Second, and just as serious, the perpetuation of nepotism sustained by a single, deeply corrupt and organically tribal party. Recurrent elites (like an imperial oligarchy that inherited positions and privileges) plundered the country and weakened democracy to the point of making it despicable, inoperative and undesirable. We forgot how and why we should vote, because it made no difference whether we showed up or left everything in the hands of the same satraps.
Third, we inevitably became the privileged route for drugs to the world's largest market. This condition of transporters rather than producers caused an unprecedented socioeconomic imbalance. Incoming dirty money that no one had ever dreamed of. This led to the emergence of murderous gangs, hitmen to implement them and a change in the social perception of the powers that an indomitable society like ours (as well as Colombia, North Africa or Southeast Asia) was not prepared to face.
The results were predictable. More violence, more poverty, more discontent and the ungovernability we have been suffering.
In the midst of all this gloom, the pandemic broke out.
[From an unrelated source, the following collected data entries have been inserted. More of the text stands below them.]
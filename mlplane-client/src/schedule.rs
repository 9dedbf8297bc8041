//! Monitoring schedule handle
//!
//! A schedule and its executions are separate state machines. The schedule
//! status only says whether executions are triggered; whether one ran, and
//! how it ended, is read from the last execution summary.

use tracing::{debug, info};

use mlplane_core::domain::description::Description;
use mlplane_core::domain::job::JobKind;
use mlplane_core::domain::schedule::{ExecutionRecord, ExecutionStatus, ScheduleStatus};
use mlplane_core::dto::monitoring::{MonitoringScheduleConfig, UpdateMonitoringScheduleRequest};

use crate::error::{ClientError, Result};
use crate::polling::{Poller, WaitOptions};
use crate::session::Session;

const STATUS_KEY: &str = "MonitoringScheduleStatus";
const LAST_EXECUTION_STATUS: &str = "LastMonitoringExecutionSummary.MonitoringExecutionStatus";
const PROCESSING_OUTPUT_URI: &str = "ProcessingOutputConfig.Outputs.0.S3Output.S3Uri";

/// Handle to a monitoring schedule
#[derive(Debug, Clone)]
pub struct ScheduleHandle {
    session: Session,
    name: String,
    last_description: Option<Description>,
}

impl ScheduleHandle {
    pub fn new(session: Session, name: impl Into<String>) -> Self {
        Self {
            session,
            name: name.into(),
            last_description: None,
        }
    }

    pub fn name(&self) -> &str {
        &self.name
    }

    pub fn last_description(&self) -> Option<&Description> {
        self.last_description.as_ref()
    }

    /// Fetches the schedule's current description, replacing the cache
    pub async fn describe(&mut self) -> Result<Description> {
        let description = self
            .session
            .control()
            .describe_monitoring_schedule(&self.name)
            .await?;
        self.last_description = Some(description.clone());
        Ok(description)
    }

    /// Fetches the schedule status
    pub async fn status(&mut self) -> Result<ScheduleStatus> {
        let description = self.describe().await?;
        schedule_status(&description)
    }

    /// Fetches the status of the most recent execution
    ///
    /// `None` means no execution has started yet.
    pub async fn last_execution_status(&mut self) -> Result<Option<ExecutionStatus>> {
        let description = self.describe().await?;
        last_execution_status(&description)
    }

    /// Waits until a configuration change has propagated
    ///
    /// Returns the first description whose status is no longer `Pending`.
    pub async fn wait_for_schedule_update(&mut self, options: WaitOptions) -> Result<Description> {
        let mut poller = Poller::new(&self.name, self.session.config().poll_interval, options);

        loop {
            let description = self.describe().await?;
            let status = schedule_status(&description)?;
            if status != ScheduleStatus::Pending {
                info!(schedule = %self.name, %status, "Schedule settled");
                return Ok(description);
            }

            debug!(schedule = %self.name, "Schedule update still pending");
            poller.tick().await?;
        }
    }

    /// Waits until the most recent execution reaches a terminal status
    ///
    /// Keeps polling while no execution has started.
    pub async fn wait_for_execution(&mut self, options: WaitOptions) -> Result<Description> {
        let mut poller = Poller::new(&self.name, self.session.config().poll_interval, options);

        loop {
            let description = self.describe().await?;
            match last_execution_status(&description)? {
                Some(status) if status.is_terminal() => {
                    info!(schedule = %self.name, %status, "Execution finished");
                    return Ok(description);
                }
                status => debug!(schedule = %self.name, ?status, "Waiting for execution"),
            }

            poller.tick().await?;
        }
    }

    pub async fn start(&self) -> Result<()> {
        info!(schedule = %self.name, "Starting monitoring schedule");
        self.session
            .control()
            .start_monitoring_schedule(&self.name)
            .await
    }

    pub async fn stop(&self) -> Result<()> {
        info!(schedule = %self.name, "Stopping monitoring schedule");
        self.session
            .control()
            .stop_monitoring_schedule(&self.name)
            .await
    }

    pub async fn delete(&self) -> Result<()> {
        info!(schedule = %self.name, "Deleting monitoring schedule");
        self.session
            .control()
            .delete_monitoring_schedule(&self.name)
            .await
    }

    /// Replaces the schedule configuration
    pub async fn update(&self, config: MonitoringScheduleConfig) -> Result<()> {
        info!(schedule = %self.name, "Updating monitoring schedule");
        self.session
            .control()
            .update_monitoring_schedule(&UpdateMonitoringScheduleRequest {
                monitoring_schedule_name: self.name.clone(),
                monitoring_schedule_config: config,
            })
            .await
    }

    /// Lists the schedule's executions, oldest first
    ///
    /// Each execution's output location is resolved by describing the
    /// processing job that ran it.
    pub async fn list_executions(&self) -> Result<Vec<ExecutionRecord>> {
        let mut summaries = self
            .session
            .control()
            .list_monitoring_executions(&self.name)
            .await?;
        summaries.sort_by_key(|s| s.scheduled_time);

        let mut records = Vec::with_capacity(summaries.len());
        for summary in summaries {
            let processing_job_name = summary
                .processing_job_arn
                .as_deref()
                .map(job_name_from_arn)
                .unwrap_or_default();

            let output = if processing_job_name.is_empty() {
                None
            } else {
                self.session
                    .control()
                    .describe_job(JobKind::Processing, &processing_job_name)
                    .await?
                    .str_at(PROCESSING_OUTPUT_URI)
                    .map(str::to_string)
            };

            records.push(ExecutionRecord {
                schedule_name: summary.monitoring_schedule_name,
                processing_job_name,
                status: summary.monitoring_execution_status,
                scheduled_time: summary.scheduled_time,
                output,
                failure_reason: summary.failure_reason,
            });
        }

        Ok(records)
    }
}

/// Reads the schedule status of a description
pub fn schedule_status(description: &Description) -> Result<ScheduleStatus> {
    match description.decode_at::<ScheduleStatus>(STATUS_KEY) {
        Some(Ok(status)) => Ok(status),
        Some(Err(e)) => Err(ClientError::ParseError(format!("Invalid {STATUS_KEY}: {e}"))),
        None => Err(ClientError::ParseError(format!(
            "Description is missing {STATUS_KEY}"
        ))),
    }
}

/// Reads the status of the most recent execution, if one exists
pub fn last_execution_status(description: &Description) -> Result<Option<ExecutionStatus>> {
    description
        .decode_at::<ExecutionStatus>(LAST_EXECUTION_STATUS)
        .transpose()
        .map_err(|e| ClientError::ParseError(format!("Invalid {LAST_EXECUTION_STATUS}: {e}")))
}

/// `arn:aws:sagemaker:us-west-2:1:processing-job/name` becomes `name`
fn job_name_from_arn(arn: &str) -> String {
    arn.rsplit('/').next().unwrap_or(arn).to_string()
}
Obviously, it took us by surprise and insufficiently prepared. Our people today are alarmed and prey to a generalized hypochondria that cannot be solved with tragic sums or unfulfilled promises. To dissolve the "day of healthy distance" when contagions multiply is as much as to make the population sick, leaving them to their own luck.
We should not expect a President or his entourage to be the saviors of the country; that is not even credible in free textbooks. But we can trust that the distribution and application of resources for health will be fair and proportionate, that the search for pharmacological answers and vaccines will be encouraged, and that we will receive a consensual guide as to which sectors of society deserve more care or greater protection.
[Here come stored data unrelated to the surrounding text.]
mod test_harness;

use serde_json::json;
use std::collections::BTreeMap;

use mlplane_client::{
    ClientError, JobKind, JobStatus, ProcessingInput, ProcessingOutput, Processor, ProcessorConfig,
    RunOptions, ScriptProcessor,
};
use test_harness::{FakePlatform, TEST_ACCOUNT, init_tracing};

const IMAGE: &str = "123456789012.dkr.ecr.us-west-2.amazonaws.com/feature-prep:latest";

fn config() -> ProcessorConfig {
    ProcessorConfig::new("ProcessingRole", IMAGE, 2, "ml.m5.xlarge")
}

#[tokio::test]
async fn test_run_builds_request_with_defaults() {
    init_tracing();
    let fake = FakePlatform::new();
    fake.script_jobs(JobKind::Processing, &[JobStatus::InProgress, JobStatus::Completed]);

    let mut processor = Processor::new(
        fake.session(),
        config()
            .with_max_runtime(1800)
            .with_env(BTreeMap::from([("MODE".to_string(), "full".to_string())])),
    );
    let job = processor
        .run(
            vec![ProcessingInput::new("s3://test-bucket/raw", "/opt/ml/processing/input/raw")],
            vec![ProcessingOutput::new("/opt/ml/processing/output")],
            RunOptions::default().with_arguments(vec!["--split".to_string(), "0.2".to_string()]),
        )
        .await
        .unwrap();

    assert!(job.name().starts_with("feature-prep-"));
    assert_eq!(processor.latest_job().map(|j| j.name()), Some(job.name()));
    assert_eq!(fake.calls("DescribeJob"), 2);

    let request = fake.requests("CreateProcessingJob")[0].clone();
    assert_eq!(request["ProcessingJobName"], job.name());
    assert_eq!(request["ProcessingInputs"][0]["InputName"], "input-1");
    assert_eq!(
        request["ProcessingInputs"][0]["S3Input"]["S3Uri"],
        "s3://test-bucket/raw"
    );
    assert_eq!(
        request["ProcessingOutputConfig"]["Outputs"][0],
        json!({
            "OutputName": "output-1",
            "S3Output": {
                "S3Uri": format!("s3://test-bucket/{}/output/output-1", job.name()),
                "LocalPath": "/opt/ml/processing/output",
                "S3UploadMode": "EndOfJob"
            }
        })
    );
    assert_eq!(
        request["ProcessingResources"]["ClusterConfig"],
        json!({"InstanceCount": 2, "InstanceType": "ml.m5.xlarge", "VolumeSizeInGB": 30})
    );
    assert_eq!(request["StoppingCondition"]["MaxRuntimeInSeconds"], 1800);
    assert_eq!(
        request["AppSpecification"],
        json!({"ImageUri": IMAGE, "ContainerArguments": ["--split", "0.2"]})
    );
    assert_eq!(request["Environment"], json!({"MODE": "full"}));
    assert_eq!(
        request["RoleArn"],
        format!("arn:aws:iam::{TEST_ACCOUNT}:role/ProcessingRole")
    );
}

#[tokio::test]
async fn test_run_uploads_local_inputs() {
    let fake = FakePlatform::new();
    let dir = tempfile::tempdir().unwrap();
    std::fs::write(dir.path().join("rows.csv"), "a,b\n1,2\n").unwrap();
    std::fs::create_dir(dir.path().join("nested")).unwrap();
    std::fs::write(dir.path().join("nested").join("more.csv"), "a,b\n3,4\n").unwrap();

    let mut processor = Processor::new(fake.session(), config());
    processor
        .run(
            vec![
                ProcessingInput::new(dir.path().to_str().unwrap(), "/opt/ml/processing/input/data")
                    .with_name("data"),
            ],
            Vec::new(),
            RunOptions::no_wait().with_job_name("prep-job"),
        )
        .await
        .unwrap();

    assert_eq!(
        fake.blob("s3://test-bucket/prep-job/input/data/rows.csv").unwrap(),
        b"a,b\n1,2\n"
    );
    assert!(fake.blob("s3://test-bucket/prep-job/input/data/nested/more.csv").is_some());

    let request = fake.requests("CreateProcessingJob")[0].clone();
    assert_eq!(
        request["ProcessingInputs"][0]["S3Input"]["S3Uri"],
        "s3://test-bucket/prep-job/input/data"
    );
    assert!(request.get("ProcessingOutputConfig").is_none());
    assert_eq!(fake.calls("DescribeJob"), 0);
}

#[tokio::test]
async fn test_run_rejects_local_output_destination() {
    let fake = FakePlatform::new();
    let mut processor = Processor::new(fake.session(), config());

    let err = processor
        .run(
            Vec::new(),
            vec![ProcessingOutput::new("/opt/ml/processing/output").with_destination("/tmp/out")],
            RunOptions::default(),
        )
        .await
        .unwrap_err();

    assert!(matches!(err, ClientError::Validation(_)));
    assert_eq!(fake.calls("CreateProcessingJob"), 0);
}

#[tokio::test]
async fn test_run_logs_require_wait() {
    let fake = FakePlatform::new();
    let mut processor = Processor::new(fake.session(), config());

    let options = RunOptions {
        wait: false,
        ..RunOptions::default()
    };
    assert!(matches!(
        processor.run(Vec::new(), Vec::new(), options).await,
        Err(ClientError::Validation(_))
    ));
}

#[tokio::test]
async fn test_processor_keeps_every_job() {
    let fake = FakePlatform::new();
    let mut processor = Processor::new(fake.session(), config());

    for name in ["run-1", "run-2"] {
        processor
            .run(Vec::new(), Vec::new(), RunOptions::no_wait().with_job_name(name))
            .await
            .unwrap();
    }

    let names: Vec<&str> = processor.jobs().iter().map(|j| j.name()).collect();
    assert_eq!(names, vec!["run-1", "run-2"]);
    assert_eq!(fake.job_names(JobKind::Processing), vec!["run-1", "run-2"]);
}

#[tokio::test]
async fn test_script_processor_uploads_code() {
    let fake = FakePlatform::new();
    let dir = tempfile::tempdir().unwrap();
    let script = dir.path().join("preprocess.py");
    std::fs::write(&script, "print('hello')\n").unwrap();

    let mut processor = ScriptProcessor::sklearn(
        fake.session(),
        "0.20.0",
        ProcessorConfig::new("ProcessingRole", "replaced", 1, "ml.m5.large"),
        None,
    )
    .unwrap();
    processor
        .run(
            script.to_str().unwrap(),
            vec![ProcessingInput::new("s3://test-bucket/raw", "/opt/ml/processing/input/raw")],
            Vec::new(),
            RunOptions::default().with_job_name("sklearn-job"),
        )
        .await
        .unwrap();

    assert_eq!(
        fake.blob("s3://test-bucket/sklearn-job/input/code/preprocess.py").unwrap(),
        b"print('hello')\n"
    );

    let request = fake.requests("CreateProcessingJob")[0].clone();
    assert_eq!(
        request["AppSpecification"]["ImageUri"],
        "246618743249.dkr.ecr.us-west-2.amazonaws.com/sagemaker-scikit-learn:0.20.0-cpu-py3"
    );
    assert_eq!(
        request["AppSpecification"]["ContainerEntrypoint"],
        json!(["python3", "/opt/ml/processing/input/code/preprocess.py"])
    );
    let inputs = request["ProcessingInputs"].as_array().unwrap();
    assert_eq!(inputs.len(), 2);
    assert_eq!(inputs[1]["InputName"], "code");
    assert_eq!(
        inputs[1]["S3Input"]["S3Uri"],
        "s3://test-bucket/sklearn-job/input/code/preprocess.py"
    );
    assert_eq!(inputs[1]["S3Input"]["LocalPath"], "/opt/ml/processing/input/code/");
}

#[tokio::test]
async fn test_script_processor_rejects_directory_code() {
    let fake = FakePlatform::new();
    let mut processor = ScriptProcessor::new(
        fake.session(),
        config(),
        vec!["bash".to_string()],
    );

    let err = processor
        .run(
            "s3://test-bucket/scripts/",
            Vec::new(),
            Vec::new(),
            RunOptions::default(),
        )
        .await
        .unwrap_err();

    assert!(matches!(err, ClientError::Validation(_)));
    assert_eq!(fake.calls("CreateProcessingJob"), 0);
}

#[cfg(unix)]
#[tokio::test]
async fn test_run_uploads_symlinked_input_directories() {
    let fake = FakePlatform::new();
    let root = tempfile::tempdir().unwrap();
    let data = root.path().join("data");
    let shared = root.path().join("shared");
    std::fs::create_dir(&data).unwrap();
    std::fs::create_dir(&shared).unwrap();
    std::fs::write(data.join("a.csv"), "a\n1\n").unwrap();
    std::fs::write(shared.join("b.csv"), "b\n2\n").unwrap();
    std::os::unix::fs::symlink(&shared, data.join("linked")).unwrap();

    let mut processor = Processor::new(fake.session(), config());
    processor
        .run(
            vec![
                ProcessingInput::new(data.to_str().unwrap(), "/opt/ml/processing/input/data")
                    .with_name("data"),
            ],
            Vec::new(),
            RunOptions::no_wait().with_job_name("linked-job"),
        )
        .await
        .unwrap();

    assert_eq!(
        fake.blob_uris(),
        vec![
            "s3://test-bucket/linked-job/input/data/a.csv",
            "s3://test-bucket/linked-job/input/data/linked/b.csv",
        ]
    );
    assert_eq!(fake.calls("CreateProcessingJob"), 1);
}

#[tokio::test]
async fn test_run_keeps_job_when_wait_fails() {
    let fake = FakePlatform::new();
    fake.fail("DescribeJob", "flaky-job", 400, "describe rejected");
    let mut processor = Processor::new(fake.session(), config());

    let options = RunOptions {
        logs: false,
        ..RunOptions::default()
    };
    let err = processor
        .run(Vec::new(), Vec::new(), options.with_job_name("flaky-job"))
        .await
        .unwrap_err();

    assert!(matches!(err, ClientError::ApiError { status: 400, .. }));
    assert_eq!(fake.job_names(JobKind::Processing), vec!["flaky-job"]);
    assert_eq!(processor.latest_job().map(|j| j.name()), Some("flaky-job"));
    assert_eq!(processor.jobs().len(), 1);
}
The poor, the old and the chronically ill are dying unnecessarily. I wonder: is it not the duty of the State to prevent this, to restore our faith in concrete measures of assistance and health care instead of taking on the role of damage accountants?
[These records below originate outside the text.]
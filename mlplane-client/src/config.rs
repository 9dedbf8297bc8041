//! Client configuration
//!
//! Connection settings for the three platform services plus the polling
//! and retry knobs shared by every handle created from a session.

use std::time::Duration;

use crate::error::{ClientError, Result};

/// Client configuration
#[derive(Debug, Clone)]
pub struct ClientConfig {
    /// Control-plane base URL (e.g., "http://localhost:8080")
    pub endpoint_url: String,

    /// Blob storage base URL, defaults to the control-plane URL
    pub storage_url: String,

    /// Inference runtime base URL, defaults to the control-plane URL
    pub runtime_url: String,

    pub region: String,

    /// Bucket used for staged inputs and default outputs
    pub default_bucket: Option<String>,

    pub account_id: Option<String>,

    /// Delay between two describe calls while waiting on a job
    pub poll_interval: Duration,

    /// Per-request timeout of the HTTP transport
    pub request_timeout: Duration,

    /// Attempts made for idempotent calls before giving up
    pub max_retries: u32,
}

impl ClientConfig {
    /// Creates a new configuration with defaults
    pub fn new(endpoint_url: impl Into<String>, region: impl Into<String>) -> Self {
        let endpoint_url = endpoint_url.into();
        Self {
            storage_url: endpoint_url.clone(),
            runtime_url: endpoint_url.clone(),
            endpoint_url,
            region: region.into(),
            default_bucket: None,
            account_id: None,
            poll_interval: Duration::from_secs(5),
            request_timeout: Duration::from_secs(60),
            max_retries: 3,
        }
    }

    /// Creates configuration from environment variables
    ///
    /// Expected environment variables:
    /// - MLPLANE_ENDPOINT_URL (required)
    /// - MLPLANE_STORAGE_URL (optional, default: endpoint URL)
    /// - MLPLANE_RUNTIME_URL (optional, default: endpoint URL)
    /// - MLPLANE_REGION (optional, default: us-west-2)
    /// - MLPLANE_DEFAULT_BUCKET (optional)
    /// - MLPLANE_ACCOUNT_ID (optional)
    /// - MLPLANE_POLL_INTERVAL (optional, seconds, default: 5)
    /// - MLPLANE_REQUEST_TIMEOUT (optional, seconds, default: 60)
    /// - MLPLANE_MAX_RETRIES (optional, default: 3)
    pub fn from_env() -> Result<Self> {
        let endpoint_url = std::env::var("MLPLANE_ENDPOINT_URL").map_err(|_| {
            ClientError::validation("MLPLANE_ENDPOINT_URL environment variable not set")
        })?;

        let region = std::env::var("MLPLANE_REGION").unwrap_or_else(|_| "us-west-2".to_string());

        let mut config = Self::new(endpoint_url, region);

        if let Ok(url) = std::env::var("MLPLANE_STORAGE_URL") {
            config.storage_url = url;
        }

        if let Ok(url) = std::env::var("MLPLANE_RUNTIME_URL") {
            config.runtime_url = url;
        }

        config.default_bucket = std::env::var("MLPLANE_DEFAULT_BUCKET").ok();
        config.account_id = std::env::var("MLPLANE_ACCOUNT_ID").ok();

        if let Some(secs) = env_parse::<u64>("MLPLANE_POLL_INTERVAL") {
            config.poll_interval = Duration::from_secs(secs);
        }

        if let Some(secs) = env_parse::<u64>("MLPLANE_REQUEST_TIMEOUT") {
            config.request_timeout = Duration::from_secs(secs);
        }

        if let Some(retries) = env_parse::<u32>("MLPLANE_MAX_RETRIES") {
            config.max_retries = retries;
        }

        Ok(config)
    }

    pub fn with_default_bucket(mut self, bucket: impl Into<String>) -> Self {
        self.default_bucket = Some(bucket.into());
        self
    }

    pub fn with_account_id(mut self, account_id: impl Into<String>) -> Self {
        self.account_id = Some(account_id.into());
        self
    }

    pub fn with_poll_interval(mut self, poll_interval: Duration) -> Self {
        self.poll_interval = poll_interval;
        self
    }

    /// Bucket for staged data
    ///
    /// Falls back to `mlplane-<region>-<account>` when no bucket is set.
    pub fn default_bucket(&self) -> String {
        match &self.default_bucket {
            Some(bucket) => bucket.clone(),
            None => format!(
                "mlplane-{}-{}",
                self.region,
                self.account_id.as_deref().unwrap_or("default")
            ),
        }
    }

    /// Validates the configuration
    pub fn validate(&self) -> Result<()> {
        for (name, url) in [
            ("endpoint_url", &self.endpoint_url),
            ("storage_url", &self.storage_url),
            ("runtime_url", &self.runtime_url),
        ] {
            if url.is_empty() {
                return Err(ClientError::validation(format!("{name} cannot be empty")));
            }

            if !url.starts_with("http://") && !url.starts_with("https://") {
                return Err(ClientError::validation(format!(
                    "{name} must start with http:// or https://"
                )));
            }
        }

        if self.region.is_empty() {
            return Err(ClientError::validation("region cannot be empty"));
        }

        if self.poll_interval.is_zero() {
            return Err(ClientError::validation(
                "poll_interval must be greater than 0",
            ));
        }

        if self.max_retries == 0 {
            return Err(ClientError::validation("max_retries must be greater than 0"));
        }

        Ok(())
    }
}

impl Default for ClientConfig {
    fn default() -> Self {
        Self::new("http://localhost:8080", "us-west-2")
    }
}

fn env_parse<T: std::str::FromStr>(name: &str) -> Option<T> {
    std::env::var(name).ok().and_then(|s| s.parse::<T>().ok())
}

#[cfg(test)]
mod tests {
    use super::*;

    #[test]
    fn test_default_config() {
        let config = ClientConfig::default();
        assert_eq!(config.poll_interval, Duration::from_secs(5));
        assert_eq!(config.storage_url, "http://localhost:8080");
        assert_eq!(config.runtime_url, "http://localhost:8080");
        assert!(config.validate().is_ok());
    }

    #[test]
    fn test_config_validation() {
        let mut config = ClientConfig::default();

        config.endpoint_url = "not-a-url".to_string();
        assert!(config.validate().is_err());

        config.endpoint_url = "http://localhost:8080".to_string();
        config.poll_interval = Duration::ZERO;
        assert!(config.validate().is_err());

        config.poll_interval = Duration::from_millis(10);
        assert!(config.validate().is_ok());
    }

    #[test]
    fn test_default_bucket_fallback() {
        let config = ClientConfig::new("http://localhost:8080", "eu-west-1").with_account_id("123");
        assert_eq!(config.default_bucket(), "mlplane-eu-west-1-123");

        let config = config.with_default_bucket("my-bucket");
        assert_eq!(config.default_bucket(), "my-bucket");
    }
}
I remind you of what the English doctor Rachel Clarke bravely stated: "The true metric of success in the face of this pandemic is the number of deaths that can be prevented. The goal of our response to COVID-19 is not the flattening of curves, enhancing the news or publishing illustrious headlines, protecting healthcare systems or inventing meaningless mathematical equations: it is and should be the prevention of unnecessary deaths."